The zeroth rule of presentations is _don't_ _waste_ _your_ _audience's_
_time_.

------
dmlorenzetti
Michael Alley describes an "Assertion-Evidence" structure for slides, in which
the heading becomes something more like a sentence that states the point, and
the rest of the slide presents evidence in support of that.
<http://www.writing.engr.psu.edu/slides.html>

This approach tends to do away with traditional headings altogether, so it
tends to push you in the same direction as, or even a step beyond, the
production-oriented advice given here.

------
MTGandP
You shouldn't even have text at all on the bottom half of the slide. Text on a
slideshow presentation should be minimal.
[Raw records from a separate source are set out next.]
// Error type unit tests

use utsushi::error::{ConfigError, IssueError};

#[test]
fn test_issue_error_kinds() {
    assert_eq!(IssueError::configuration("x").kind(), "configuration");
    assert_eq!(IssueError::input("x").kind(), "input");
    assert_eq!(IssueError::internal("x", "y").kind(), "internal");
}

#[test]
fn test_issue_error_display() {
    assert_eq!(
        IssueError::input("Image path is required").to_string(),
        "Image path is required"
    );
    assert_eq!(
        IssueError::internal("Failed to generate signed URL", "clock error").to_string(),
        "Failed to generate signed URL: clock error"
    );
}

#[test]
fn test_configuration_error_body() {
    let body = IssueError::configuration("Media signing credentials not configured").to_json_body();
    assert_eq!(
        body,
        serde_json::json!({ "error": "Media signing credentials not configured" })
    );
}

#[test]
fn test_internal_error_body() {
    let body = IssueError::internal("Failed to generate signed URL", "boom").to_json_body();
    assert_eq!(
        body,
        serde_json::json!({ "error": "Failed to generate signed URL", "message": "boom" })
    );
}

#[test]
fn test_config_error_from_io() {
    let io = std::io::Error::new(std::io::ErrorKind::NotFound, "missing");
    let err: ConfigError = io.into();
    assert!(err.to_string().starts_with("Failed to read config file"));
}

#[test]
fn test_config_error_invalid_env_var_display() {
    let err = ConfigError::InvalidEnvVar {
        name: "UTSUSHI_PORT".to_string(),
        value: "eighty".to_string(),
    };
    assert_eq!(
        err.to_string(),
        "Invalid value for environment variable 'UTSUSHI_PORT': eighty"
    );
}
The audience should be listening to
you, not reading your slides.

------
Dove
That seems like rather venue-specific advice. In the average lecture hall or
conference room I've presented in, all the seats can see the full screen just
fine.

In fact, I've sometimes put important graphics as low as possible, knowing the
lights in a particular room tended to wash out the top half of slides a bit.

------
tribeofone
Also, don't save the best for last. In the first slide put the
results/outcome/point of your presentation and THEN explain how you made such
a brilliant deduction in the rest of the deck. Its not a movie, you're not
there to create drama and keep us on the edge of our seats pining for the
answer, you're there to transfer information - optimize for this.

------
jeffbarr
Now that I'm a crotchety old man, my zeroth rule of presentations is to always
use the bathroom before presenting.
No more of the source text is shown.